After some of  the doom and gloom of the last few years there is surely an opportunity here to think about the way we do things. Back in the day when I was a valuations team leader, I was never ever in a position to just add headcount anytime I wanted, so I needed to be very clever in the way I managed resources. It seems to me that the funds industry (along with everyone else) is in exactly that position now. While over the last few years, we always had a significant number of open vacancies and thus did not have all the resources we needed, that was a far cry from the current situation. There is still a tremendous workload, indeed an increased workload in lots of ways due to the level of issues to be dealt with, but there isn’t the “luxury” of adding staff, using temporary staff, hiring lots of consultants etc etc.

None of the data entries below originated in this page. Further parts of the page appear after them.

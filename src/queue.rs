use std::future::Future;
use std::sync::Arc;

use tokio::sync::Semaphore;
use tokio::task::JoinHandle;
use tokio_util::sync::CancellationToken;

use crate::error::{TransferError, TransferResult};

/// Bounded execution of transfer operations.
///
/// Permits are handed out FIFO by the semaphore, so waiting operations make
/// progress and cannot starve. Ordering of chunked uploads is not this
/// queue's job: a coordinator only ever submits one chunk at a time, so its
/// order is enforced upstream.
pub struct OperationQueue {
    permits: Arc<Semaphore>,
}

impl OperationQueue {
    pub fn new(max_in_flight: usize) -> Self {
        Self {
            permits: Arc::new(Semaphore::new(max_in_flight)),
        }
    }

    /// Runs a transfer future in place under the concurrency bound.
    pub async fn run<T>(&self, fut: impl Future<Output = TransferResult<T>>) -> TransferResult<T> {
        let _permit = self
            .permits
            .acquire()
            .await
            .map_err(|_| TransferError::Cancelled)?;
        fut.await
    }

    /// Spawns a transfer future under the concurrency bound and returns a
    /// handle that can cancel it.
    pub fn submit<T, F>(&self, token: CancellationToken, fut: F) -> QueuedOperation<T>
    where
        T: Send + 'static,
        F: Future<Output = TransferResult<T>> + Send + 'static,
    {
        let permits = Arc::clone(&self.permits);
        let task_token = token.clone();
        let handle = tokio::spawn(async move {
            let _permit = permits
                .acquire_owned()
                .await
                .map_err(|_| TransferError::Cancelled)?;
            tokio::select! {
                _ = task_token.cancelled() => Err(TransferError::Cancelled),
                result = fut => result,
            }
        });

        QueuedOperation { handle, token }
    }
}

/// Cancel-by-handle for a spawned operation.
pub struct QueuedOperation<T> {
    handle: JoinHandle<TransferResult<T>>,
    token: CancellationToken,
}

impl<T> QueuedOperation<T> {
    /// Requests cancellation. Cooperative: the operation resolves
    /// `Cancelled` at its next suspension point.
    pub fn cancel(&self) {
        self.token.cancel();
    }

    /// Waits for the operation's single terminal outcome.
    pub async fn join(self) -> TransferResult<T> {
        self.handle.await.map_err(|_| TransferError::Cancelled)?
    }
}
use std::sync::Arc;

use bytes::{Bytes, BytesMut};
use futures_util::StreamExt;
use reqwest::StatusCode;
use tokio_util::sync::CancellationToken;
use tracing::debug;

use crate::error::{TransferError, TransferResult};
use crate::request::DavRequest;
use crate::transport::{ByteStream, Transport};

/// Progress callback: `(bytes_transferred, total)`. Bytes-transferred is
/// monotonically non-decreasing; the total is `None` when the server did not
/// announce one.
pub type ProgressFn = Arc<dyn Fn(u64, Option<u64>) + Send + Sync>;

/// Fully-received outcome of a successful operation.
#[derive(Debug)]
pub struct TransferPayload {
    pub status: StatusCode,
    pub body: Bytes,
}

/// One request/response cycle.
///
/// Exactly one network request per instance; there are no hidden retries at
/// this layer. The operation resolves exactly once: with a payload, with a
/// `TransferError`, or with `Cancelled` when its token fires first — a
/// cancelled operation produces neither success nor failure and abandons any
/// in-flight bytes.
pub struct TransferOperation {
    request: DavRequest,
    token: CancellationToken,
    progress: Option<ProgressFn>,
}

impl TransferOperation {
    pub fn new(request: DavRequest) -> Self {
        Self {
            request,
            token: CancellationToken::new(),
            progress: None,
        }
    }

    pub fn with_cancellation(mut self, token: CancellationToken) -> Self {
        self.token = token;
        self
    }

    pub fn with_progress(mut self, progress: ProgressFn) -> Self {
        self.progress = Some(progress);
        self
    }

    /// Handle for cancelling this operation from elsewhere.
    pub fn cancellation_token(&self) -> CancellationToken {
        self.token.clone()
    }

    pub async fn run(self, transport: &dyn Transport) -> TransferResult<TransferPayload> {
        if self.token.is_cancelled() {
            return Err(TransferError::Cancelled);
        }

        let method = self.request.method;
        let url = self.request.url.clone();

        let response = tokio::select! {
            _ = self.token.cancelled() => return Err(TransferError::Cancelled),
            response = transport.execute(self.request) => response?,
        };

        let status = response.status;
        if let Err(e) = check_status(status) {
            // Pull a little of the body for the error message, then give up.
            let detail = collect_body(response.body, &self.token, None, None)
                .await
                .ok()
                .and_then(|b| String::from_utf8(b.to_vec()).ok())
                .unwrap_or_default();
            debug!("{} {} failed with {}: {}", method, url, status, detail.trim());
            return Err(match e {
                TransferError::Recoverable { status, .. } => TransferError::Recoverable {
                    status,
                    message: format!("HTTP {} - {}", status_str(status), truncate(&detail, 200)),
                },
                other => other,
            });
        }

        let body = collect_body(
            response.body,
            &self.token,
            self.progress.as_ref(),
            response.content_length,
        )
        .await?;

        debug!("{} {} completed with {} ({} bytes)", method, url, status, body.len());
        Ok(TransferPayload { status, body })
    }
}

/// Success is 2xx plus 207 (multistatus); 401/407 are credential rejections,
/// everything else is left to the caller's retry policy.
fn check_status(status: StatusCode) -> TransferResult<()> {
    if status.is_success() || status.as_u16() == 207 {
        return Ok(());
    }
    if status == StatusCode::UNAUTHORIZED || status == StatusCode::PROXY_AUTHENTICATION_REQUIRED {
        return Err(TransferError::CredentialFailure { status });
    }
    Err(TransferError::Recoverable {
        status: Some(status),
        message: String::new(),
    })
}

async fn collect_body(
    mut body: ByteStream,
    token: &CancellationToken,
    progress: Option<&ProgressFn>,
    total: Option<u64>,
) -> TransferResult<Bytes> {
    let mut received: u64 = 0;
    let mut collected = BytesMut::new();

    loop {
        let next = tokio::select! {
            _ = token.cancelled() => return Err(TransferError::Cancelled),
            next = body.next() => next,
        };

        match next {
            Some(Ok(chunk)) => {
                received += chunk.len() as u64;
                collected.extend_from_slice(&chunk);
                if let Some(callback) = progress {
                    callback(received, total);
                }
            }
            Some(Err(e)) => {
                return Err(TransferError::recoverable(format!("body read failed: {e}")));
            }
            None => break,
        }
    }

    Ok(collected.freeze())
}

fn status_str(status: Option<StatusCode>) -> String {
    status.map(|s| s.to_string()).unwrap_or_else(|| "?".to_string())
}

fn truncate(s: &str, max: usize) -> &str {
    match s.char_indices().nth(max) {
        Some((idx, _)) => &s[..idx],
        None => s,
    }
}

I’m using a fund accounting team as an example, but really this applies to all sorts of teams. Whenever I managed a team that did not meet deadlines on a regular basis, despite silly hours being worked, this is what I did :

1. I found out what the actual deadline was.  You might be surprised by some of the results. If a client mentioned three years ago that he’d quite like to get the NAV by 1pm, and has never once complained if he received it at say 2.30pm, is that really a deadline ?

2. I found out why the deadline was there. Is it a “nice to have”, is it a regulatory requirement, or an internal deadline of some sort?

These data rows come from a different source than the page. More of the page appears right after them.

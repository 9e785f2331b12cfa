use std::io;
use std::sync::Arc;

use async_trait::async_trait;
use bytes::Bytes;
use futures_util::stream::BoxStream;
use futures_util::{StreamExt, TryStreamExt};
use reqwest::{Client, Method, StatusCode};
use tracing::debug;

use crate::config::DavConfig;
use crate::credentials::{CredentialStore, Credentials};
use crate::error::{TransferError, TransferResult};
use crate::request::{DavRequest, RequestBody};

pub type ByteStream = BoxStream<'static, io::Result<Bytes>>;

/// Raw response handed back by a transport: status plus a streaming body.
/// Status-to-outcome mapping happens in the transfer layer so transports
/// stay dumb pipes.
pub struct TransportResponse {
    pub status: StatusCode,
    pub content_length: Option<u64>,
    pub body: ByteStream,
}

impl TransportResponse {
    /// Convenience constructor for scripted transports in tests.
    pub fn empty(status: StatusCode) -> Self {
        Self {
            status,
            content_length: Some(0),
            body: futures_util::stream::empty().boxed(),
        }
    }
}

/// The one capability the engine needs from an HTTP stack: submit a request,
/// get a response. Connection pooling, TLS and redirects live behind it; so
/// do the scripted backends the tests run against.
#[async_trait]
pub trait Transport: Send + Sync {
    async fn execute(&self, request: DavRequest) -> TransferResult<TransportResponse>;
}

/// Production transport over a shared reqwest client.
pub struct HttpTransport {
    client: Client,
    credentials: Arc<dyn CredentialStore>,
}

impl HttpTransport {
    pub fn new(config: &DavConfig, credentials: Arc<dyn CredentialStore>) -> anyhow::Result<Self> {
        let client = Client::builder().timeout(config.timeout()).build()?;
        Ok(Self { client, credentials })
    }
}

#[async_trait]
impl Transport for HttpTransport {
    async fn execute(&self, request: DavRequest) -> TransferResult<TransportResponse> {
        let method = Method::from_bytes(request.method.as_bytes()).map_err(|e| {
            TransferError::recoverable(format!("invalid method '{}': {e}", request.method))
        })?;

        debug!("{} {}", request.method, request.url);

        let mut builder = self.client.request(method, request.url.clone());

        builder = match self.credentials.current() {
            Credentials::Basic { username, password } => builder.basic_auth(username, Some(password)),
            Credentials::Bearer(token) => builder.bearer_auth(token),
            Credentials::Cookie(cookie) => builder.header(reqwest::header::COOKIE, cookie),
        };

        for (name, value) in &request.headers {
            builder = builder.header(*name, value);
        }

        builder = match request.body {
            RequestBody::None => builder,
            RequestBody::Xml(text) => builder.body(text),
            RequestBody::Bytes(bytes) => builder.body(bytes),
            RequestBody::Stream { len, stream } => builder
                .header(reqwest::header::CONTENT_LENGTH, len)
                .body(reqwest::Body::wrap_stream(stream)),
        };

        let response = builder.send().await.map_err(|e| TransferError::Recoverable {
            status: None,
            message: format!("request failed: {e}"),
        })?;

        let status = response.status();
        let content_length = response.content_length();
        let body = response
            .bytes_stream()
            .map_err(io::Error::other)
            .boxed();

        Ok(TransportResponse {
            status,
            content_length,
            body,
        })
    }
}
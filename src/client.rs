use std::sync::Arc;

use bytes::Bytes;
use tokio_util::sync::CancellationToken;
use tracing::{debug, info};

use crate::chunk::ChunkDescriptor;
use crate::config::{ConcurrencyConfig, DavConfig};
use crate::credentials::CredentialStore;
use crate::error::{TransferError, TransferResult};
use crate::multistatus::{parse_multistatus, ResourceEntry, ResourceTree};
use crate::path::RemotePath;
use crate::queue::OperationQueue;
use crate::request::{Depth, RequestBuilder};
use crate::transfer::{ProgressFn, TransferOperation, TransferPayload};
use crate::transport::{HttpTransport, Transport};
use crate::upload::ChunkUploadCoordinator;

/// Session handle for one WebDAV server.
///
/// Cheap to clone; clones share the transport, the operation queue, and the
/// root cancellation token, so `cancel_all` on any clone halts everything
/// the session has in flight.
#[derive(Clone)]
pub struct DavClient {
    config: DavConfig,
    builder: RequestBuilder,
    transport: Arc<dyn Transport>,
    queue: Arc<OperationQueue>,
    root: CancellationToken,
}

impl DavClient {
    pub fn new(config: DavConfig, credentials: Arc<dyn CredentialStore>) -> anyhow::Result<Self> {
        config.validate()?;
        let transport = Arc::new(HttpTransport::new(&config, credentials)?);
        Ok(Self::with_transport(
            config,
            transport,
            ConcurrencyConfig::default(),
        )?)
    }

    /// Wires the client over an explicit transport. This is how tests swap
    /// in scripted transports, and how callers tune concurrency.
    pub fn with_transport(
        config: DavConfig,
        transport: Arc<dyn Transport>,
        concurrency: ConcurrencyConfig,
    ) -> TransferResult<Self> {
        let builder = RequestBuilder::new(&config)?;
        Ok(Self {
            config,
            builder,
            transport,
            queue: Arc::new(OperationQueue::new(concurrency.max_concurrent_transfers)),
            root: CancellationToken::new(),
        })
    }

    /// Cancels every operation this session has in flight and every one
    /// submitted afterwards. Used when the surrounding task is torn down
    /// (application shutdown, background time expiring).
    pub fn cancel_all(&self) {
        info!("🛑 Cancelling all in-flight WebDAV operations");
        self.root.cancel();
    }

    /// Lists the direct members of a collection. The returned tree holds the
    /// collection itself first, then its children in server order, all with
    /// paths relative to the DAV root.
    pub async fn list(&self, path: &RemotePath) -> TransferResult<ResourceTree> {
        info!("📁 Listing collection: {}", path);
        let request = self.builder.propfind(path, Depth::One)?;
        let payload = self.execute(TransferOperation::new(request)).await?;
        let tree = parse_multistatus(&utf8_body(payload.body)?)?;
        debug!("📁 {} holds {} entries", path, tree.len());
        Ok(tree.rebase(&self.config.dav_root_path()))
    }

    /// Fetches the properties of a single resource.
    pub async fn properties(&self, path: &RemotePath) -> TransferResult<ResourceEntry> {
        let request = self.builder.propfind(path, Depth::Zero)?;
        let payload = self.execute(TransferOperation::new(request)).await?;
        let tree = parse_multistatus(&utf8_body(payload.body)?)?;
        tree.rebase(&self.config.dav_root_path())
            .entries
            .into_iter()
            .next()
            .ok_or_else(|| {
                TransferError::MalformedResponse("multistatus carried no response elements".to_string())
            })
    }

    pub async fn mkcol(&self, path: &RemotePath) -> TransferResult<()> {
        info!("📂 Creating collection: {}", path);
        let request = self.builder.mkcol(path)?;
        self.execute(TransferOperation::new(request)).await?;
        Ok(())
    }

    pub async fn delete(&self, path: &RemotePath) -> TransferResult<()> {
        info!("🗑️ Deleting: {}", path);
        let request = self.builder.delete(path)?;
        self.execute(TransferOperation::new(request)).await?;
        Ok(())
    }

    pub async fn copy(&self, source: &RemotePath, destination: &RemotePath) -> TransferResult<()> {
        info!("📋 Copying {} -> {}", source, destination);
        let request = self.builder.copy(source, destination)?;
        self.execute(TransferOperation::new(request)).await?;
        Ok(())
    }

    pub async fn mv(&self, source: &RemotePath, destination: &RemotePath) -> TransferResult<()> {
        info!("🚚 Moving {} -> {}", source, destination);
        let request = self.builder.mv(source, destination)?;
        self.execute(TransferOperation::new(request)).await?;
        Ok(())
    }

    /// Downloads a file into memory. Progress reports bytes received against
    /// the server's Content-Length when it sends one.
    pub async fn get(
        &self,
        path: &RemotePath,
        progress: Option<ProgressFn>,
    ) -> TransferResult<Bytes> {
        info!("⬇️ Downloading: {}", path);
        let request = self.builder.get(path)?;
        let mut operation = TransferOperation::new(request);
        if let Some(progress) = progress {
            operation = operation.with_progress(progress);
        }
        let payload = self.execute(operation).await?;
        Ok(payload.body)
    }

    /// Uploads a whole in-memory body as a single PUT. For anything large
    /// enough to be worth resuming, use [`DavClient::chunked_upload`].
    pub async fn put(
        &self,
        path: &RemotePath,
        data: Bytes,
        progress: Option<ProgressFn>,
    ) -> TransferResult<()> {
        info!("⬆️ Uploading {} bytes to {}", data.len(), path);
        let total = data.len() as u64;
        let body = crate::chunk::ChunkInputStream::from_bytes(data).into_body(0, total, progress);
        let request = self.builder.put(path, body)?;
        self.execute(TransferOperation::new(request)).await?;
        Ok(())
    }

    /// Builds a chunked-upload coordinator bound to this session. The
    /// coordinator shares the session's transport, queue, and cancellation
    /// root; see [`ChunkUploadCoordinator::run`] for resume semantics.
    pub fn chunked_upload(
        &self,
        destination: RemotePath,
        chunks: Vec<ChunkDescriptor>,
    ) -> TransferResult<ChunkUploadCoordinator> {
        ChunkUploadCoordinator::new(
            Arc::clone(&self.transport),
            self.builder.clone(),
            Arc::clone(&self.queue),
            destination,
            chunks,
            self.root.child_token(),
        )
    }

    async fn execute(&self, operation: TransferOperation) -> TransferResult<TransferPayload> {
        let operation = operation.with_cancellation(self.root.child_token());
        self.queue.run(operation.run(self.transport.as_ref())).await
    }
}

fn utf8_body(body: Bytes) -> TransferResult<String> {
    String::from_utf8(body.to_vec())
        .map_err(|_| TransferError::MalformedResponse("response body is not UTF-8".to_string()))
}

3. I found out what the actual deliverable was. This might sound like a silly question but really, does the client want the fully completed NAV, is he looking for an indicative price ?

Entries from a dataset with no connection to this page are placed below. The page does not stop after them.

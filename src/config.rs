use serde::{Deserialize, Serialize};
use url::Url;

/// WebDAV server flavor; decides how the DAV root hangs off the server URL.
#[derive(Debug, Clone, Copy, PartialEq, Eq, Default, Serialize, Deserialize)]
#[serde(rename_all = "lowercase")]
pub enum ServerType {
    Nextcloud,
    Owncloud,
    #[default]
    Generic,
}

/// WebDAV endpoint configuration
#[derive(Debug, Clone)]
pub struct DavConfig {
    pub server_url: String,
    pub username: String,
    pub server_type: ServerType,
    pub timeout_seconds: u64,
}

impl DavConfig {
    pub fn new(server_url: String, username: String, server_type: ServerType) -> Self {
        Self {
            server_url,
            username,
            server_type,
            timeout_seconds: 30,
        }
    }

    /// Validates the configuration
    pub fn validate(&self) -> anyhow::Result<()> {
        if self.server_url.is_empty() {
            return Err(anyhow::anyhow!("Server URL cannot be empty"));
        }

        if !self.server_url.starts_with("http://") && !self.server_url.starts_with("https://") {
            return Err(anyhow::anyhow!("Server URL must start with http:// or https://"));
        }

        if Url::parse(&self.server_url).is_err() {
            return Err(anyhow::anyhow!("Server URL is not a valid URL: {}", self.server_url));
        }

        if self.server_type == ServerType::Nextcloud && self.username.is_empty() {
            return Err(anyhow::anyhow!(
                "Username cannot be empty for Nextcloud servers (it is part of the DAV root)"
            ));
        }

        Ok(())
    }

    /// Returns the base URL that all relative paths hang off.
    pub fn webdav_url(&self) -> String {
        let mut url = self.server_url.trim_end_matches('/').to_string();

        match self.server_type {
            ServerType::Nextcloud => {
                if !url.contains("/remote.php/dav/files/") {
                    url.push_str(&format!("/remote.php/dav/files/{}", self.username));
                }
            }
            ServerType::Owncloud => {
                if !url.contains("/remote.php/webdav") {
                    url.push_str("/remote.php/webdav");
                }
            }
            ServerType::Generic => {
                // Use the URL exactly as provided.
            }
        }

        url
    }

    /// The URL path prefix multistatus hrefs carry for this server; stripped
    /// when rebasing parsed entries onto relative paths.
    pub fn dav_root_path(&self) -> String {
        match self.server_type {
            ServerType::Nextcloud => format!("/remote.php/dav/files/{}", self.username),
            ServerType::Owncloud => "/remote.php/webdav".to_string(),
            ServerType::Generic => Url::parse(&self.server_url)
                .map(|u| u.path().trim_end_matches('/').to_string())
                .unwrap_or_default(),
        }
    }

    /// Gets the timeout duration
    pub fn timeout(&self) -> std::time::Duration {
        std::time::Duration::from_secs(self.timeout_seconds)
    }
}

/// Concurrency bound for the operation queue.
#[derive(Debug, Clone)]
pub struct ConcurrencyConfig {
    pub max_concurrent_transfers: usize,
}

impl Default for ConcurrencyConfig {
    fn default() -> Self {
        Self {
            max_concurrent_transfers: 4,
        }
    }
}
//! In-memory text field with a caret.

use numfield_core::chars::char_len;
use numfield_runtime::FieldAdapter;

/// A scripted stand-in for a platform text field.
///
/// Stores text and a caret in character offsets and exposes raw edit
/// helpers for the driver. It never talks to the controller on its own;
/// the driver decides when an edit is reported.
#[derive(Debug, Clone, Default)]
pub struct ScriptedField {
    text: String,
    caret: usize,
}

impl ScriptedField {
    /// An empty field with the caret at 0.
    #[must_use]
    pub fn new() -> Self {
        Self::default()
    }

    /// Insert `s` at character offset `idx` (raw edit, no notification).
    pub fn insert_at(&mut self, idx: usize, s: &str) {
        let idx = idx.min(char_len(&self.text));
        let mut out = String::with_capacity(self.text.len() + s.len());
        for (i, c) in self.text.chars().enumerate() {
            if i == idx {
                out.push_str(s);
            }
            out.push(c);
        }
        if idx >= char_len(&self.text) {
            out.push_str(s);
        }
        self.text = out;
    }

    /// Remove the character range `[start, end)` (raw edit).
    pub fn remove_range(&mut self, start: usize, end: usize) {
        self.text = self
            .text
            .chars()
            .enumerate()
            .filter(|&(i, _)| i < start || i >= end)
            .map(|(_, c)| c)
            .collect();
    }

    /// Character length of the contents.
    #[must_use]
    pub fn len(&self) -> usize {
        char_len(&self.text)
    }

    /// Whether the field is empty.
    #[must_use]
    pub fn is_empty(&self) -> bool {
        self.text.is_empty()
    }
}

impl FieldAdapter for ScriptedField {
    fn text(&self) -> String {
        self.text.clone()
    }

    fn set_text(&mut self, text: &str) {
        self.text = text.to_string();
    }

    fn caret(&self) -> usize {
        self.caret
    }

    fn set_caret(&mut self, pos: usize) {
        self.caret = pos.min(char_len(&self.text));
    }
}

4. I found out would happen if we did not deliver by the deadline. Whats happening at the moment (or possibly being threatened) is a good clue to this. Is the client going mad and escalating complaints up the organisation? Will the fund be de listed from a stock exchange ?

5. I asked everyone on the team why they thought the deadline was being missed. This is where you find out the good stuff. People may well be waiting on others for information, and not wish to complain about it. Work may be unfairly distributed across the team. An important system might be unreliable.

6. I asked everyone on the team what steps they performed and why. Really critical. Sit with them and get them to show you what they do, look at what order things are done in, look at the critical path the process is following and what are the inputs and outputs.

7. I thought about all I had learned and what I wanted to achieve. Usually this was to deliver an accurate NAV, by the deadline and have everyone out by 5.30pm. (This is important for (a) morale, (b) Accuracy. Tired people make mistakes and (c)Wriggle room. You might need those extra few hours in the evening for the day the IT department delete the days work by mistake. Do not laugh. This actually happened to me once.)

8. I made a plan. Famously, this once involved a hour by hour schedule for a daily valuations team to encourage them to do one NAV at a time and submit for review, and then update everything for the next day once todays NAVs were finished. It solved the problem of all the NAVs coming for review at 4pm, and everyone being stuck there for hours.

9. I gave everyone the plan. I explained the plan. I sold the value of the plan to everyone. I believed in the plan.

10. I monitored the plan. When it succeeded, as of course it did, I cheered loudly and make sure everyone knew my team had turned the situation around. (Because of course, you didn’t do it on your own. Your team did it.)

So, its an example. Its not rocket science and it  won’t fix the financial crisis, but it is food for thought. Sometimes the solutions to our problems are within our grasp. We need to be thoughtful and creative to find them.